*** Opening of GIVEN DATA ***

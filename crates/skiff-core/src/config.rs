//! Configuration system for Skiff.
//!
//! Resolution order: environment variables → config file → defaults.
//!
//! Config file location:
//!   1. $SKIFF_CONFIG (explicit override)
//!   2. $XDG_CONFIG_HOME/skiff/config.toml
//!   3. ~/.config/skiff/config.toml

use serde::{Deserialize, Serialize};
use std::path::PathBuf;

use crate::wire::DEFAULT_CHUNK_SIZE;

/// Top-level configuration.
#[derive(Debug, Clone, Serialize, Deserialize)]
#[serde(default)]
pub struct SkiffConfig {
    pub identity: IdentityConfig,
    pub protocol: ProtocolConfig,
}

#[derive(Debug, Clone, Serialize, Deserialize)]
#[serde(default)]
pub struct IdentityConfig {
    /// Application id. Constant per deployment; every msg_id is prefixed
    /// with it.
    pub app_id: String,
    /// Session id handed out by the transport's handshake. Empty until a
    /// handshake has run.
    pub session_id: String,
}

#[derive(Debug, Clone, Serialize, Deserialize)]
#[serde(default)]
pub struct ProtocolConfig {
    /// Split threshold in bytes. Payloads above this are chunked.
    /// Must be positive.
    pub chunk_size: usize,
}

// ── Defaults ──────────────────────────────────────────────────────────────────

impl Default for SkiffConfig {
    fn default() -> Self {
        Self {
            identity: IdentityConfig::default(),
            protocol: ProtocolConfig::default(),
        }
    }
}

impl Default for IdentityConfig {
    fn default() -> Self {
        Self {
            app_id: "com.skiff".to_string(),
            session_id: String::new(),
        }
    }
}

impl Default for ProtocolConfig {
    fn default() -> Self {
        Self {
            chunk_size: DEFAULT_CHUNK_SIZE,
        }
    }
}

// ── Path helpers ──────────────────────────────────────────────────────────────

fn config_dir() -> PathBuf {
    std::env::var("XDG_CONFIG_HOME")
        .map(PathBuf::from)
        .unwrap_or_else(|_| home_or_tmp().join(".config"))
        .join("skiff")
}

fn home_or_tmp() -> PathBuf {
    std::env::var("HOME")
        .map(PathBuf::from)
        .unwrap_or_else(|_| PathBuf::from("/tmp"))
}

// ── Errors ────────────────────────────────────────────────────────────────────

#[derive(Debug, thiserror::Error)]
pub enum ConfigError {
    #[error("failed to read {0}: {1}")]
    ReadFailed(PathBuf, std::io::Error),
    #[error("failed to parse {0}: {1}")]
    ParseFailed(PathBuf, toml::de::Error),
    #[error("failed to write {0}: {1}")]
    WriteFailed(PathBuf, std::io::Error),
    #[error("failed to serialize: {0}")]
    SerializeFailed(toml::ser::Error),
    #[error("protocol.chunk_size must be positive")]
    InvalidChunkSize,
}

// ── Loading ───────────────────────────────────────────────────────────────────

impl SkiffConfig {
    /// Load config: env vars → file → defaults.
    pub fn load() -> Result<Self, ConfigError> {
        let path = Self::file_path();
        let mut config = if path.exists() {
            let text = std::fs::read_to_string(&path)
                .map_err(|e| ConfigError::ReadFailed(path.clone(), e))?;
            toml::from_str(&text).map_err(|e| ConfigError::ParseFailed(path.clone(), e))?
        } else {
            SkiffConfig::default()
        };
        config.apply_env_overrides();
        config.validate()?;
        Ok(config)
    }

    /// Config file path.
    pub fn file_path() -> PathBuf {
        std::env::var("SKIFF_CONFIG")
            .map(PathBuf::from)
            .unwrap_or_else(|_| config_dir().join("config.toml"))
    }

    /// Write default config if none exists. Returns the path.
    pub fn write_default_if_missing() -> Result<PathBuf, ConfigError> {
        let path = Self::file_path();
        if !path.exists() {
            if let Some(parent) = path.parent() {
                std::fs::create_dir_all(parent)
                    .map_err(|e| ConfigError::WriteFailed(path.clone(), e))?;
            }
            let text = toml::to_string_pretty(&SkiffConfig::default())
                .map_err(ConfigError::SerializeFailed)?;
            std::fs::write(&path, text)
                .map_err(|e| ConfigError::WriteFailed(path.clone(), e))?;
        }
        Ok(path)
    }

    /// Reject values the protocol cannot operate with.
    pub fn validate(&self) -> Result<(), ConfigError> {
        if self.protocol.chunk_size == 0 {
            return Err(ConfigError::InvalidChunkSize);
        }
        Ok(())
    }

    /// Apply SKIFF_* env var overrides.
    fn apply_env_overrides(&mut self) {
        if let Ok(v) = std::env::var("SKIFF_IDENTITY__APP_ID") {
            self.identity.app_id = v;
        }
        if let Ok(v) = std::env::var("SKIFF_IDENTITY__SESSION_ID") {
            self.identity.session_id = v;
        }
        if let Ok(v) = std::env::var("SKIFF_PROTOCOL__CHUNK_SIZE") {
            if let Ok(n) = v.parse() {
                self.protocol.chunk_size = n;
            }
        }
    }
}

*** Close of GIVEN DATA ***

◆ **TASK OBJECTIVE**: Please state the number of lines in the data above that hold the word "ParseFailed", without any other text.

◆ **TASK RESPONSE**: 2